Abstract ( 995 )     PDF (1179KB) ( 814 )  
The fundamental purpose of the financial sector is to serve the real economy. Currently, China's economic development is characterized by a “cold” real economy and a “hot” virtual economy. The financial sector is favored by social elites, while the real sector exhibits a sluggish trend. The mainstream explanation for this disconnect is that human capital has been overallocated to the financial sector, stifling innovation in the real sector and thus leading to a decline in real economic growth. However, given the information asymmetry between creditors and borrowers, increasing human capital in the financial sector also helps eliminate credit contract frictions,and result in credit expansion, which promotes real economic growth. To provide theoretical and practical reference for deepening financial supply-side structural reform and realizing an innovation-driven growth regime, this paper investigates how the allocation of human capital between the financial and real sectors affects real economic growth in China.
In theory, the financial sector's human capital has ambiguous effects on real economic growth. On the one hand, it hinders real economic growth through the following channels: (i) crowding out labor and capital in the real sector; (ii) transferring profit from the real sector, weakening entrepreneurship, and reducing the intrinsic incentives of productive activities; and (iii) lowering the overall entrepreneurial ability. On the other hand, it promotes real economic growth through the following channels: (i) strengthening the ability of the financial sector to absorb social deposits via financial product innovation and industrial competition; (ii) alleviating the information asymmetry between creditors and borrowers and accurately identifying the ability of firms to repay loans; and (iii) improving the allocation of credit among firms with different financing constraints.
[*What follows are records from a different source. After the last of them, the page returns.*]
//! Control-plane configuration.
//!
//! # Purpose
//! Reads `PROXY_CC_*` environment variables into a [`CcConfig`], then applies
//! an optional YAML overlay named by `PROXY_CC_CONFIG`. Values present in the
//! overlay win over the environment.
use anyhow::{Context, Result, bail};
use serde::Deserialize;
use std::fs;
use std::net::SocketAddr;
use std::str::FromStr;
use std::time::Duration;

pub const DEFAULT_BIND: &str = "0.0.0.0:9090";
pub const DEFAULT_METRICS_BIND: &str = "0.0.0.0:9091";
pub const DEFAULT_CHANGES_LIMIT: u64 = 1_000;
pub const DEFAULT_CHANGE_RETENTION_MAX_ROWS: i64 = 10_000;
pub const DEFAULT_SQL_STATS_MAX_ENTRIES: usize = 1_024;
pub const DEFAULT_SQL_SAMPLE_MAX_LEN: usize = 4_096;
pub const DEFAULT_POLL_TIMEOUT_MS: u64 = 3_000;
pub const DEFAULT_VERIFY_DEADLINE_MS: u64 = 5_000;
pub const DEFAULT_FLEET_POLL_INTERVAL_MS: u64 = 30_000;
pub const DEFAULT_PG_MAX_CONNECTIONS: u32 = 10;
pub const DEFAULT_PG_CONNECT_TIMEOUT_MS: u64 = 5_000;
pub const DEFAULT_PG_ACQUIRE_TIMEOUT_MS: u64 = 5_000;

#[derive(Debug, Clone, Copy, PartialEq, Eq)]
pub enum StorageBackend {
    Memory,
    Postgres,
}

impl FromStr for StorageBackend {
    type Err = anyhow::Error;

    fn from_str(value: &str) -> Result<Self> {
        match value.trim().to_ascii_lowercase().as_str() {
            "memory" => Ok(StorageBackend::Memory),
            "postgres" | "pg" => Ok(StorageBackend::Postgres),
            other => bail!("unknown storage backend {other:?} (expected memory or postgres)"),
        }
    }
}

#[derive(Debug, Clone, PartialEq, Eq)]
pub struct PostgresConfig {
    pub url: String,
    pub max_connections: u32,
    pub connect_timeout_ms: u64,
    pub acquire_timeout_ms: u64,
}

/// Basic credentials for the proxies' admin API.
#[derive(Debug, Clone, PartialEq, Eq)]
pub struct ProxyCredentials {
    pub user: String,
    pub password: String,
}

#[derive(Debug, Clone)]
pub struct CcConfig {
    pub bind_addr: SocketAddr,
    pub metrics_bind: SocketAddr,
    pub storage: StorageBackend,
    pub postgres: Option<PostgresConfig>,
    pub changes_limit: u64,
    pub change_retention_max_rows: Option<i64>,
    pub sql_stats_max_entries: usize,
    pub sql_sample_max_len: usize,
    pub poll_timeout_ms: u64,
    pub verify_deadline_ms: u64,
    /// `0` disables the background refresh loop.
    pub fleet_poll_interval_ms: u64,
    pub proxy_credentials: Option<ProxyCredentials>,
    /// Proxies registered at startup.
    pub proxies: Vec<String>,
}

#[derive(Debug, Default, Deserialize)]
#[serde(deny_unknown_fields)]
struct CcConfigOverride {
    bind_addr: Option<String>,
    metrics_bind: Option<String>,
    storage: Option<String>,
    postgres_url: Option<String>,
    postgres_max_connections: Option<u32>,
    changes_limit: Option<u64>,
    change_retention_max_rows: Option<i64>,
    sql_stats_max_entries: Option<usize>,
    sql_sample_max_len: Option<usize>,
    poll_timeout_ms: Option<u64>,
    verify_deadline_ms: Option<u64>,
    fleet_poll_interval_ms: Option<u64>,
    proxy_user: Option<String>,
    proxy_password: Option<String>,
    proxies: Option<Vec<String>>,
}

fn env_or<T>(key: &str, default: T) -> Result<T>
where
    T: FromStr,
    T::Err: std::fmt::Display,
{
    match std::env::var(key) {
        Ok(value) => value
            .trim()
            .parse()
            .map_err(|err| anyhow::anyhow!("parse {key}: {err}")),
        Err(_) => Ok(default),
    }
}

impl Default for CcConfig {
    fn default() -> Self {
        Self {
            bind_addr: SocketAddr::from(([0, 0, 0, 0], 9090)),
            metrics_bind: SocketAddr::from(([0, 0, 0, 0], 9091)),
            storage: StorageBackend::Memory,
            postgres: None,
            changes_limit: DEFAULT_CHANGES_LIMIT,
            change_retention_max_rows: Some(DEFAULT_CHANGE_RETENTION_MAX_ROWS),
            sql_stats_max_entries: DEFAULT_SQL_STATS_MAX_ENTRIES,
            sql_sample_max_len: DEFAULT_SQL_SAMPLE_MAX_LEN,
            poll_timeout_ms: DEFAULT_POLL_TIMEOUT_MS,
            verify_deadline_ms: DEFAULT_VERIFY_DEADLINE_MS,
            fleet_poll_interval_ms: DEFAULT_FLEET_POLL_INTERVAL_MS,
            proxy_credentials: None,
            proxies: Vec::new(),
        }
    }
}

impl CcConfig {
    pub fn from_env() -> Result<Self> {
        let bind_addr = env_or("PROXY_CC_BIND", DEFAULT_BIND.to_string())?
            .parse()
            .with_context(|| "parse PROXY_CC_BIND")?;
        let metrics_bind = env_or("PROXY_CC_METRICS_BIND", DEFAULT_METRICS_BIND.to_string())?
            .parse()
            .with_context(|| "parse PROXY_CC_METRICS_BIND")?;
        let storage = env_or("PROXY_CC_STORAGE", StorageBackend::Memory)?;
        let postgres = match std::env::var("PROXY_CC_POSTGRES_URL") {
            Ok(url) => Some(PostgresConfig {
                url,
                max_connections: env_or(
                    "PROXY_CC_POSTGRES_MAX_CONNECTIONS",
                    DEFAULT_PG_MAX_CONNECTIONS,
                )?,
                connect_timeout_ms: env_or(
                    "PROXY_CC_POSTGRES_CONNECT_TIMEOUT_MS",
                    DEFAULT_PG_CONNECT_TIMEOUT_MS,
                )?,
                acquire_timeout_ms: env_or(
                    "PROXY_CC_POSTGRES_ACQUIRE_TIMEOUT_MS",
                    DEFAULT_PG_ACQUIRE_TIMEOUT_MS,
                )?,
            }),
            Err(_) => None,
        };
        let retention = env_or(
            "PROXY_CC_CHANGE_RETENTION_MAX_ROWS",
            DEFAULT_CHANGE_RETENTION_MAX_ROWS,
        )?;
        let proxy_credentials = match (
            std::env::var("PROXY_CC_PROXY_USER"),
            std::env::var("PROXY_CC_PROXY_PASSWORD"),
        ) {
            (Ok(user), Ok(password)) => Some(ProxyCredentials { user, password }),
            _ => None,
        };
        let proxies = std::env::var("PROXY_CC_PROXIES")
            .map(|value| split_list(&value))
            .unwrap_or_default();

        Ok(Self {
            bind_addr,
            metrics_bind,
            storage,
            postgres,
            changes_limit: env_or("PROXY_CC_CHANGES_LIMIT", DEFAULT_CHANGES_LIMIT)?,
            change_retention_max_rows: (retention > 0).then_some(retention),
            sql_stats_max_entries: env_or(
                "PROXY_CC_SQL_STATS_MAX_ENTRIES",
                DEFAULT_SQL_STATS_MAX_ENTRIES,
            )?,
            sql_sample_max_len: env_or("PROXY_CC_SQL_SAMPLE_MAX_LEN", DEFAULT_SQL_SAMPLE_MAX_LEN)?,
            poll_timeout_ms: env_or("PROXY_CC_POLL_TIMEOUT_MS", DEFAULT_POLL_TIMEOUT_MS)?,
            verify_deadline_ms: env_or("PROXY_CC_VERIFY_DEADLINE_MS", DEFAULT_VERIFY_DEADLINE_MS)?,
            fleet_poll_interval_ms: env_or(
                "PROXY_CC_FLEET_POLL_INTERVAL_MS",
                DEFAULT_FLEET_POLL_INTERVAL_MS,
            )?,
            proxy_credentials,
            proxies,
        })
    }

    pub fn from_env_or_yaml() -> Result<Self> {
        let mut config = Self::from_env()?;
        if let Ok(path) = std::env::var("PROXY_CC_CONFIG") {
            let contents = fs::read_to_string(&path)
                .with_context(|| format!("read PROXY_CC_CONFIG: {path}"))?;
            let overlay: CcConfigOverride = serde_yaml::from_str(&contents)
                .with_context(|| "parse control plane config yaml")?;
            config.apply(overlay)?;
        }
        config.check()?;
        Ok(config)
    }

    fn apply(&mut self, overlay: CcConfigOverride) -> Result<()> {
        if let Some(value) = overlay.bind_addr {
            self.bind_addr = value.parse().with_context(|| "parse bind_addr")?;
        }
        if let Some(value) = overlay.metrics_bind {
            self.metrics_bind = value.parse().with_context(|| "parse metrics_bind")?;
        }
        if let Some(value) = overlay.storage {
            self.storage = value.parse()?;
        }
        if let Some(url) = overlay.postgres_url {
            let pg = self.postgres.get_or_insert_with(|| PostgresConfig {
                url: String::new(),
                max_connections: DEFAULT_PG_MAX_CONNECTIONS,
                connect_timeout_ms: DEFAULT_PG_CONNECT_TIMEOUT_MS,
                acquire_timeout_ms: DEFAULT_PG_ACQUIRE_TIMEOUT_MS,
            });
            pg.url = url;
        }
        if let (Some(max), Some(pg)) = (overlay.postgres_max_connections, self.postgres.as_mut()) {
            pg.max_connections = max;
        }
        if let Some(value) = overlay.changes_limit {
            self.changes_limit = value;
        }
        if let Some(value) = overlay.change_retention_max_rows {
            self.change_retention_max_rows = (value > 0).then_some(value);
        }
        if let Some(value) = overlay.sql_stats_max_entries {
            self.sql_stats_max_entries = value;
        }
        if let Some(value) = overlay.sql_sample_max_len {
            self.sql_sample_max_len = value;
        }
        if let Some(value) = overlay.poll_timeout_ms {
            self.poll_timeout_ms = value;
        }
        if let Some(value) = overlay.verify_deadline_ms {
            self.verify_deadline_ms = value;
        }
        if let Some(value) = overlay.fleet_poll_interval_ms {
            self.fleet_poll_interval_ms = value;
        }
        if let (Some(user), Some(password)) = (overlay.proxy_user, overlay.proxy_password) {
            self.proxy_credentials = Some(ProxyCredentials { user, password });
        }
        if let Some(proxies) = overlay.proxies {
            self.proxies = proxies;
        }
        Ok(())
    }

    fn check(&self) -> Result<()> {
        if self.storage == StorageBackend::Postgres && self.postgres.is_none() {
            bail!("PROXY_CC_STORAGE=postgres requires PROXY_CC_POSTGRES_URL");
        }
        if self.poll_timeout_ms == 0 || self.verify_deadline_ms == 0 {
            bail!("poll timeout and verify deadline must be positive");
        }
        if self.changes_limit == 0 {
            bail!("changes limit must be positive");
        }
        Ok(())
    }

    pub fn poll_timeout(&self) -> Duration {
        Duration::from_millis(self.poll_timeout_ms)
    }

    pub fn verify_deadline(&self) -> Duration {
        Duration::from_millis(self.verify_deadline_ms)
    }

    pub fn fleet_poll_interval(&self) -> Option<Duration> {
        (self.fleet_poll_interval_ms > 0).then(|| Duration::from_millis(self.fleet_poll_interval_ms))
    }
}

fn split_list(value: &str) -> Vec<String> {
    value
        .split(',')
        .map(str::trim)
        .filter(|item| !item.is_empty())
        .map(str::to_string)
        .collect()
}

#[cfg(test)]
mod tests {
    use super::*;
    use serial_test::serial;

    const KEYS: &[&str] = &[
        "PROXY_CC_BIND",
        "PROXY_CC_METRICS_BIND",
        "PROXY_CC_STORAGE",
        "PROXY_CC_POSTGRES_URL",
        "PROXY_CC_POLL_TIMEOUT_MS",
        "PROXY_CC_VERIFY_DEADLINE_MS",
        "PROXY_CC_CHANGE_RETENTION_MAX_ROWS",
        "PROXY_CC_PROXY_USER",
        "PROXY_CC_PROXY_PASSWORD",
        "PROXY_CC_PROXIES",
        "PROXY_CC_CONFIG",
    ];

    struct EnvGuard {
        saved: Vec<(&'static str, Option<String>)>,
    }

    impl EnvGuard {
        fn clean() -> Self {
            let saved = KEYS
                .iter()
                .map(|key| (*key, std::env::var(key).ok()))
                .collect();
            for key in KEYS {
                unsafe {
                    std::env::remove_var(key);
                }
            }
            Self { saved }
        }

        fn set(&self, key: &str, value: &str) {
            unsafe {
                std::env::set_var(key, value);
            }
        }
    }

    impl Drop for EnvGuard {
        fn drop(&mut self) {
            for (key, prev) in &self.saved {
                match prev {
                    Some(value) => unsafe {
                        std::env::set_var(key, value);
                    },
                    None => unsafe {
                        std::env::remove_var(key);
                    },
                }
            }
        }
    }

    #[test]
    #[serial]
    fn defaults_without_env() {
        let _env = EnvGuard::clean();
        let config = CcConfig::from_env_or_yaml().expect("config");
        assert_eq!(config.bind_addr, DEFAULT_BIND.parse().expect("addr"));
        assert_eq!(config.storage, StorageBackend::Memory);
        assert_eq!(config.poll_timeout(), Duration::from_secs(3));
        assert_eq!(config.verify_deadline(), Duration::from_secs(5));
        assert!(config.proxy_credentials.is_none());
        assert!(config.proxies.is_empty());
    }

    #[test]
    #[serial]
    fn env_values_are_parsed() {
        let env = EnvGuard::clean();
        env.set("PROXY_CC_BIND", "127.0.0.1:7000");
        env.set("PROXY_CC_STORAGE", "postgres");
        env.set("PROXY_CC_POSTGRES_URL", "postgres://cc@localhost/cc");
        env.set("PROXY_CC_POLL_TIMEOUT_MS", "250");
        env.set("PROXY_CC_CHANGE_RETENTION_MAX_ROWS", "0");
        env.set("PROXY_CC_PROXY_USER", "admin");
        env.set("PROXY_CC_PROXY_PASSWORD", "secret");
        env.set("PROXY_CC_PROXIES", "10.0.0.1:13307, 10.0.0.2:13307,");

        let config = CcConfig::from_env_or_yaml().expect("config");
        assert_eq!(config.bind_addr.port(), 7000);
        assert_eq!(config.storage, StorageBackend::Postgres);
        assert_eq!(
            config.postgres.as_ref().map(|pg| pg.url.as_str()),
            Some("postgres://cc@localhost/cc")
        );
        assert_eq!(config.poll_timeout_ms, 250);
        assert_eq!(config.change_retention_max_rows, None);
        assert_eq!(
            config.proxy_credentials,
            Some(ProxyCredentials {
                user: "admin".into(),
                password: "secret".into()
            })
        );
        assert_eq!(config.proxies, ["10.0.0.1:13307", "10.0.0.2:13307"]);
    }

    #[test]
    #[serial]
    fn invalid_env_values_are_rejected() {
        let env = EnvGuard::clean();
        env.set("PROXY_CC_POLL_TIMEOUT_MS", "soon");
        let err = CcConfig::from_env().expect_err("bad number");
        assert!(err.to_string().contains("PROXY_CC_POLL_TIMEOUT_MS"));

        let env = EnvGuard::clean();
        env.set("PROXY_CC_STORAGE", "postgres");
        let err = CcConfig::from_env_or_yaml().expect_err("missing url");
        assert!(err.to_string().contains("PROXY_CC_POSTGRES_URL"));
        drop(env);
    }

    #[test]
    #[serial]
    fn yaml_overlay_wins_over_env() {
        let env = EnvGuard::clean();
        let path = std::env::temp_dir().join(format!("proxy-cc-{}.yaml", std::process::id()));
        fs::write(
            &path,
            "bind_addr: 127.0.0.1:7100\nverify_deadline_ms: 900\nproxies:\n  - 10.1.0.1:13307\n",
        )
        .expect("write yaml");
        env.set("PROXY_CC_BIND", "127.0.0.1:7000");
        env.set("PROXY_CC_CONFIG", path.to_str().expect("utf8 path"));

        let config = CcConfig::from_env_or_yaml().expect("config");
        assert_eq!(config.bind_addr.port(), 7100);
        assert_eq!(config.verify_deadline(), Duration::from_millis(900));
        assert_eq!(config.proxies, ["10.1.0.1:13307"]);
        let _ = fs::remove_file(path);
    }

    #[test]
    fn storage_backend_parsing() {
        assert_eq!(
            "Memory".parse::<StorageBackend>().expect("memory"),
            StorageBackend::Memory
        );
        assert_eq!(
            "pg".parse::<StorageBackend>().expect("pg"),
            StorageBackend::Postgres
        );
        assert!("etcd".parse::<StorageBackend>().is_err());
    }
}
This paper constructs a two-sector growth model consisting of banks and firms to investigate how the financial sector's human capital affects real economic growth. It then tests the model using the 2008 Chinese Economic Census dataset and data from prefecture-level cities from 2003 to 2015. The theoretical analysis shows that there is an inverse U-type relationship between human capital in the financial sector and real economic growth which is driven by capital crowd-in and innovation crowd-out effects. A series of empirical analyses supports the model's predications. In particular, our simple counterfactual calculation suggests that the real economic growth rate will increase by about 0.45% when human capital is efficiently allocated between the financial and real sectors, and the contribution increases as China's economy grows. This paper obtains similar findings using the Chinese Industrial Database over the 2011-2013 period and confirms that the financial sector's human capital increases a firm's access to external financing and reduces capital misallocation among firms.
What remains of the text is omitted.